Data for the task:
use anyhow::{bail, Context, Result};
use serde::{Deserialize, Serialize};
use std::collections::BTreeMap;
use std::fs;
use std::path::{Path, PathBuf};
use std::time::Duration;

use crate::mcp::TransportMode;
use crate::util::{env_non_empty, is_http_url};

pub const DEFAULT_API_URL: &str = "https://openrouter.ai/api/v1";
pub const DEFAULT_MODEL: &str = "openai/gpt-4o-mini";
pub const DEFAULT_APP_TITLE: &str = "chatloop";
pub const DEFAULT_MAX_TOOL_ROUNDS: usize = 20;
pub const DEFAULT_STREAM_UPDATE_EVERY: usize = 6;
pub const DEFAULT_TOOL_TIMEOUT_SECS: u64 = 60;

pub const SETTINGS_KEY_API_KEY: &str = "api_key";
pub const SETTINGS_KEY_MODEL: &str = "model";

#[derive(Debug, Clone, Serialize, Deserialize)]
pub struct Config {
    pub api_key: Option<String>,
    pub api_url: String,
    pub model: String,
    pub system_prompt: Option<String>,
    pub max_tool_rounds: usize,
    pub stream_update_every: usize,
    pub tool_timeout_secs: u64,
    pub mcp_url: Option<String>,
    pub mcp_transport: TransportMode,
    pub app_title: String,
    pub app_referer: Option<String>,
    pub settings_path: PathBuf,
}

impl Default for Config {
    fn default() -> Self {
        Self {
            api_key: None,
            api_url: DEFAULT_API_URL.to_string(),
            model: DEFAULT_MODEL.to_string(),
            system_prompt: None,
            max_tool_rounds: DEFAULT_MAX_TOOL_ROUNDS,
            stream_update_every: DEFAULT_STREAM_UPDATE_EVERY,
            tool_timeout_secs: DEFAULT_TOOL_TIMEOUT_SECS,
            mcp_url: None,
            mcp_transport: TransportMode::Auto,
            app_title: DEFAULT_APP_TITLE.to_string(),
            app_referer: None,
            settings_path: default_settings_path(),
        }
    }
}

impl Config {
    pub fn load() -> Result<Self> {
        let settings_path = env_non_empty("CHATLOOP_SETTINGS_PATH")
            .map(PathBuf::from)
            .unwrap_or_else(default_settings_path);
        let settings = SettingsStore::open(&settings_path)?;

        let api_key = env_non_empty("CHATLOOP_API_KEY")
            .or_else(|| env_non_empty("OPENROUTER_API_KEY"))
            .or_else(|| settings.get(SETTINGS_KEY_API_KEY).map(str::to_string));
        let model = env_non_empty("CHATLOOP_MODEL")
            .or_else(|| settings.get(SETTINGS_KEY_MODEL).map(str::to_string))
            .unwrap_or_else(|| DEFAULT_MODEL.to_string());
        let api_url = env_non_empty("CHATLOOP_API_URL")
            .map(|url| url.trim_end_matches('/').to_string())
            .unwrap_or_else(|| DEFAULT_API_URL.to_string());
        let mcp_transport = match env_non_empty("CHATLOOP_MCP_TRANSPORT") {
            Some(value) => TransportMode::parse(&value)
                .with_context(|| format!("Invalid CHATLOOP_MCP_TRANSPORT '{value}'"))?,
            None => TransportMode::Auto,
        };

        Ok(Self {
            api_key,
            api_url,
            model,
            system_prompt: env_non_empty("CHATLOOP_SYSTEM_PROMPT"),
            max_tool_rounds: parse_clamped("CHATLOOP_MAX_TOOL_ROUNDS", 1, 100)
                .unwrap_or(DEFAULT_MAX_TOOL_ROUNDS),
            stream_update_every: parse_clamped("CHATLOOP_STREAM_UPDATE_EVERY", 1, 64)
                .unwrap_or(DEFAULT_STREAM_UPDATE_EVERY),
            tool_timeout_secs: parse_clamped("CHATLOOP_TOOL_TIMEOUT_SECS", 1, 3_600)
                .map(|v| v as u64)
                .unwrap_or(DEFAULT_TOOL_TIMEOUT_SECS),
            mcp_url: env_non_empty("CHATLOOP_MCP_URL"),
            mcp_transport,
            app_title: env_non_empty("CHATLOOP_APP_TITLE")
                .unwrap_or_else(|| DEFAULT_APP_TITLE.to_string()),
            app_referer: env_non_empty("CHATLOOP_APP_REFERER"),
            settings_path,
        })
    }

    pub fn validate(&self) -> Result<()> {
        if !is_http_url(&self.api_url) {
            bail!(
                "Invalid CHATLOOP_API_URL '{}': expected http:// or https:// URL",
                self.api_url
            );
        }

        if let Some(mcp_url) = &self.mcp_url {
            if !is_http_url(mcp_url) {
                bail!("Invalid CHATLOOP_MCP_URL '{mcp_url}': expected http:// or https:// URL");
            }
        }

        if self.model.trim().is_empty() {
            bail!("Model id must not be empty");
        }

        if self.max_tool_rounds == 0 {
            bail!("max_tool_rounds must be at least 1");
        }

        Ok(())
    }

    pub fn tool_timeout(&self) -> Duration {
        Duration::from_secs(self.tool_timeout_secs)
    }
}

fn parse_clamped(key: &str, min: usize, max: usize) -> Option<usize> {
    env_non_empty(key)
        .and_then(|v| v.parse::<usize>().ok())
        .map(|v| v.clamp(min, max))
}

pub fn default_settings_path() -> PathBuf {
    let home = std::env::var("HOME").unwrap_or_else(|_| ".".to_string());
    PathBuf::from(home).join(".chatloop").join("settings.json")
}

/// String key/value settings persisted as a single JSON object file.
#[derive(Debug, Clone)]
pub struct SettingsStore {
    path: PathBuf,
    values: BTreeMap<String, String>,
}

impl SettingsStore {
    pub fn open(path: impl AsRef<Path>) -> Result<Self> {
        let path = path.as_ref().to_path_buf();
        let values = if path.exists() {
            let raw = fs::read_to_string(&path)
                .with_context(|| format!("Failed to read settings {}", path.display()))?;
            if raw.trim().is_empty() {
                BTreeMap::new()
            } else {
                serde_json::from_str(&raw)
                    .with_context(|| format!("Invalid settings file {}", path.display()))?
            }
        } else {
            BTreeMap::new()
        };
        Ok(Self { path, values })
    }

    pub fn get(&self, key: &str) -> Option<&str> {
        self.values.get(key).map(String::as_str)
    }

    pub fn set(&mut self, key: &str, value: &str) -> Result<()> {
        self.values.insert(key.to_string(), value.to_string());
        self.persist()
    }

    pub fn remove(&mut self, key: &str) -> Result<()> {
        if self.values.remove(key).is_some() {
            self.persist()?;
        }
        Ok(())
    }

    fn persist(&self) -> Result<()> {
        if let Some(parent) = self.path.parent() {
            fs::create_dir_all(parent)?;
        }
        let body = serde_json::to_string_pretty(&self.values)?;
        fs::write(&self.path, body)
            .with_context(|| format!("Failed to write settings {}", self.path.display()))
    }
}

Action item:
Considering the records line by line, how many lines hold the string "must"? Say only the number.

Answer area:
2